To date, no studies have been published that evaluate PET/MR for the imaging of myocarditis. However, several case reports indicate the potential of PET/MRI in that context. One report has demonstrated the use of FDG PET/MRI in a case of myocarditis caused by parvovirus B19 and highlights the multiparametric imaging features available for diagnostic workup [24]. While neither an impairment of cardiac function nor a pericardial effusion was found, T2 and LGE imaging revealed focal edema and necrosis in the anterior left ventricular wall, matched by significant hyperemia as assessed by dynamic MR perfusion imaging. These findings were in excellent agreement with increased FDG uptake in the anterior wall.

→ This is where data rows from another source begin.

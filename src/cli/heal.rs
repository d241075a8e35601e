//! Heal CLI command.

use crate::services::ContentValidator;
use crate::storage::FileStore;
use crate::Result;

/// Runs the health check and applies (or previews) automatic fixes.
///
/// Returns the fix descriptions, empty when nothing was fixable.
///
/// # Errors
///
/// Returns an error for storage faults while loading or writing files.
pub fn cmd_heal<S: FileStore>(validator: &ContentValidator<S>, dry_run: bool) -> Result<Vec<String>> {
    let status = validator.check_disk(false)?;
    validator.auto_heal(&status.issues, dry_run)
}

#[cfg(test)]
mod tests {
    use super::*;
    use crate::config::CxtConfig;
    use crate::models::ContextFileKind;
    use crate::services::CxtLayout;
    use crate::storage::MemoryStore;

    #[test]
    fn test_heal_fixes_missing_sections() {
        let config = CxtConfig::default().with_root("/p");
        let layout = CxtLayout::new("/p");
        let store = MemoryStore::new();
        store
            .write(
                &layout.context_file(ContextFileKind::Plan),
                "## Goal\nship the thing\n",
            )
            .unwrap();
        let validator = ContentValidator::new(config, store);

        let descriptions = cmd_heal(&validator, false).unwrap();
        assert!(descriptions.iter().any(|d| d.contains("plan.md")));
    }

    #[test]
    fn test_heal_on_empty_project_does_nothing() {
        let config = CxtConfig::default().with_root("/p");
        let validator = ContentValidator::new(config, MemoryStore::new());
        let descriptions = cmd_heal(&validator, false).unwrap();
        assert!(descriptions.is_empty());
    }
}
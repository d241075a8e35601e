//! Sync CLI command.

use crate::git::BranchSource;
use crate::models::{SyncOptions, SyncPlanResult};
use crate::services::PlanSynchronizer;
use crate::storage::FileStore;
use crate::Result;
use std::io::{self, Write};

/// Runs a plan sync with the given options.
///
/// # Errors
///
/// Propagates repository, dirty-plan, and storage errors from the core.
pub fn cmd_sync<R: BranchSource, S: FileStore>(
    synchronizer: &PlanSynchronizer<R, S>,
    options: &SyncOptions,
) -> Result<SyncPlanResult> {
    synchronizer.sync_plan(options)
}

/// Writes a sync result as text.
///
/// # Errors
///
/// Returns an error if writing fails.
pub fn write_sync_result<W: Write>(writer: &mut W, result: &SyncPlanResult) -> io::Result<()> {
    if result.previous_branch != result.current_branch {
        writeln!(
            writer,
            "{} -> {}",
            result.previous_branch, result.current_branch
        )?;
    }
    writeln!(writer, "{}", result.summary())
}
//! File store trait.

use crate::Result;
use std::path::Path;

/// Trait for file storage backends.
///
/// The core distinguishes "not found" from real failures: `read_to_string`
/// returns `Ok(None)` for an absent file and reserves `Err` for genuine
/// storage faults.
pub trait FileStore: Send + Sync {
    /// Reads a file's full contents, or `None` if it does not exist.
    fn read_to_string(&self, path: &Path) -> Result<Option<String>>;

    /// Writes a file, replacing any existing content.
    fn write(&self, path: &Path, content: &str) -> Result<()>;

    /// Checks whether a path exists.
    fn exists(&self, path: &Path) -> bool;

    /// Creates a directory and any missing parents.
    fn ensure_dir(&self, path: &Path) -> Result<()>;

    /// Lists the file names directly inside a directory.
    ///
    /// An absent directory lists as empty rather than failing.
    fn list_dir(&self, path: &Path) -> Result<Vec<String>>;

    /// Moves a file, replacing any existing destination.
    fn rename(&self, from: &Path, to: &Path) -> Result<()>;
}

impl<T: FileStore + ?Sized> FileStore for &T {
    fn read_to_string(&self, path: &Path) -> Result<Option<String>> {
        (**self).read_to_string(path)
    }

    fn write(&self, path: &Path, content: &str) -> Result<()> {
        (**self).write(path, content)
    }

    fn exists(&self, path: &Path) -> bool {
        (**self).exists(path)
    }

    fn ensure_dir(&self, path: &Path) -> Result<()> {
        (**self).ensure_dir(path)
    }

    fn list_dir(&self, path: &Path) -> Result<Vec<String>> {
        (**self).list_dir(path)
    }

    fn rename(&self, from: &Path, to: &Path) -> Result<()> {
        (**self).rename(from, to)
    }
}
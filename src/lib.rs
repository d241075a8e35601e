//! # cxt
//!
//! Git-tracked context files for AI coding assistants.
//!
//! cxt manages a small set of markdown documents inside a project's `.cxt/`
//! directory: `context.md` (stable project background), `plan.md` (the
//! branch-specific implementation plan), and `guardrail.md` (stable
//! constraints). Git is the storage and history backend.
//!
//! ## Features
//!
//! - Branch-aware plan sync: `plan.md` follows whichever branch is checked
//!   out, with per-branch snapshots kept under `.cxt/.plan-history/`
//! - Content health checks: deterministic heuristics flag template-heavy,
//!   mostly-empty, section-less, and stale files
//! - Auto-heal for the subset of issues fixable without human judgment
//! - Git hook installation so syncs fire on checkout and merge
//!
//! ## Example
//!
//! ```rust,ignore
//! use cxt::{CxtConfig, PlanSynchronizer, SyncOptions};
//!
//! let config = CxtConfig::load_default();
//! let sync = PlanSynchronizer::new(config, repo, store);
//! let result = sync.sync_plan(&SyncOptions::default())?;
//! println!("now on {}", result.current_branch);
//! ```

#![deny(clippy::all)]
#![warn(clippy::pedantic)]
#![warn(clippy::nursery)]
#![warn(missing_docs)]
#![forbid(unsafe_code)]
#![allow(clippy::multiple_crate_versions)]

use thiserror::Error as ThisError;

// Module declarations
pub mod cli;
pub mod config;
pub mod git;
pub mod hooks;
pub mod models;
pub mod observability;
pub mod services;
pub mod storage;
pub mod templates;

// Re-exports for convenience
pub use config::{ContentThresholds, CxtConfig, QualityThresholds};
pub use git::{RepoContext, WorkingTreeStatus};
pub use models::{
    ContentProfile, ContentStatus, ContextFileKind, HealthIssue, HealthStatus, IssueKind,
    IssueSeverity, OverallHealth, PlanStyle, PlanSyncState, SyncOptions, SyncPlanResult,
};
pub use services::{ContentValidator, CxtLayout, PlanSynchronizer};
pub use storage::{FileStore, FilesystemStore, MemoryStore};

/// Error type for cxt operations.
///
/// Uses `thiserror` for automatic `Display` and `Error` trait implementations.
///
/// # Error Variant Triggers
///
/// | Variant | Raised When |
/// |---------|-------------|
/// | `Repository` | The project is not under version control, or a git call failed |
/// | `DirtyPlan` | A sync would discard uncommitted `plan.md` edits |
/// | `Storage` | Filesystem reads/writes fail (permissions, missing dirs, disk) |
/// | `InvalidInput` | Malformed user-supplied values (style names, shell names) |
#[derive(Debug, ThisError)]
pub enum Error {
    /// The project is not a git repository, or the underlying git call failed.
    ///
    /// Never retried by the core; the CLI layer may suggest remediation such
    /// as running `git init`.
    #[error("repository error: {0}")]
    Repository(String),

    /// The live plan has uncommitted modifications and the caller did not
    /// request a silent/forced sync.
    ///
    /// Recoverable by the user: commit, discard, or pass `--silent`.
    #[error("plan.md has uncommitted changes: commit or discard them before switching (or sync with --silent)")]
    DirtyPlan,

    /// A filesystem operation failed.
    ///
    /// Propagated verbatim; the core only pre-checks existence where that is
    /// part of its control flow.
    #[error("storage operation '{operation}' failed: {cause}")]
    Storage {
        /// The operation that failed.
        operation: String,
        /// The underlying cause.
        cause: String,
    },

    /// Invalid input was provided.
    ///
    /// Raised when:
    /// - An unknown plan style or output format name is given
    /// - A branch name is empty
    #[error("invalid input: {0}")]
    InvalidInput(String),
}

/// Result type alias for cxt operations.
pub type Result<T> = std::result::Result<T, Error>;
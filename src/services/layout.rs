//! Centralized path construction for the `.cxt/` directory tree.

use crate::models::ContextFileKind;
use std::path::{Path, PathBuf};

/// Name of the per-branch plan snapshot directory.
pub const PLAN_HISTORY_DIR: &str = ".plan-history";

/// Sub-namespace for archived plan snapshots.
pub const COMPLETED_DIR: &str = "completed";

/// Name of the persisted sync state file.
pub const PLAN_STATE_FILE: &str = ".plan-state.json";

/// Path layout for one project's `.cxt/` directory.
///
/// All paths the synchronizer and validator touch are constructed here, so
/// the on-disk contract lives in one place:
///
/// - `<root>/.cxt/plan.md` — live plan for the current branch
/// - `<root>/.cxt/.plan-history/<key>.md` — per-branch snapshot
/// - `<root>/.cxt/.plan-history/completed/<key>.md` — archived snapshot
/// - `<root>/.cxt/.plan-state.json` — last-branch record
#[derive(Debug, Clone)]
pub struct CxtLayout {
    cxt_dir: PathBuf,
}

impl CxtLayout {
    /// Creates a layout rooted at the project directory.
    #[must_use]
    pub fn new(project_root: impl AsRef<Path>) -> Self {
        Self {
            cxt_dir: project_root.as_ref().join(crate::config::CXT_DIR_NAME),
        }
    }

    /// Returns the `.cxt` directory.
    #[must_use]
    pub fn cxt_dir(&self) -> &Path {
        &self.cxt_dir
    }

    /// Returns the path of a managed context file.
    #[must_use]
    pub fn context_file(&self, kind: ContextFileKind) -> PathBuf {
        self.cxt_dir.join(kind.file_name())
    }

    /// Returns the live plan path.
    #[must_use]
    pub fn plan_file(&self) -> PathBuf {
        self.context_file(ContextFileKind::Plan)
    }

    /// Returns the plan history directory.
    #[must_use]
    pub fn history_dir(&self) -> PathBuf {
        self.cxt_dir.join(PLAN_HISTORY_DIR)
    }

    /// Returns the archive directory inside the plan history.
    #[must_use]
    pub fn archive_dir(&self) -> PathBuf {
        self.history_dir().join(COMPLETED_DIR)
    }

    /// Returns the snapshot path for a sanitized branch key.
    #[must_use]
    pub fn history_slot(&self, key: &str) -> PathBuf {
        self.history_dir().join(format!("{key}.md"))
    }

    /// Returns the archived snapshot path for a sanitized branch key.
    #[must_use]
    pub fn archive_slot(&self, key: &str) -> PathBuf {
        self.archive_dir().join(format!("{key}.md"))
    }

    /// Returns the sync state file path.
    #[must_use]
    pub fn state_file(&self) -> PathBuf {
        self.cxt_dir.join(PLAN_STATE_FILE)
    }

    /// Returns the live plan path relative to the project root, for status
    /// queries against the repository.
    #[must_use]
    pub fn plan_rel_path(&self) -> PathBuf {
        Path::new(crate::config::CXT_DIR_NAME).join(ContextFileKind::Plan.file_name())
    }
}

In addition, another case report demonstrated the feasibility of FDG PET/MRI in a case of diffuse myocarditis of the lateral wall caused by an Epstein-Barr virus infection [25]. In this case, T2-weighted MRI only revealed very subtle signs of myocardial edema, while LGE imaging demonstrated focal intramyocardial nodules and diffuse subepicardial enhancement of the lateral wall. Therefore, these MR imaging findings were compatible with either acute myocarditis or chronic myocarditis or myocardial scarring. However, intense FDG uptake in the lateral wall allowed for the diagnosis of acute myocarditis.
Several case reports have already demonstrated the feasibility of FDG PET/MRI in cardiac sarcoidosis [4, 26, 27]. A study in 51 consecutive patients with cardiac sarcoidosis has found an improved diagnostic accuracy of combined FDG PET/MRI over PET and MRI alone [28]. Cardiac involvement is the major risk factor for fatal outcome in sarcoidosis, often manifesting in arrhythmia and heart failure. Besides direct treatment of cardiac symptoms, in many cases therapy comprises also immunosuppression, which needs to be carefully balanced regarding side effects. Thus, not only methods for the accurate diagnosis but also for monitoring of disease activity with the objective of drug titration are needed (Figs. 2.5 and 2.6).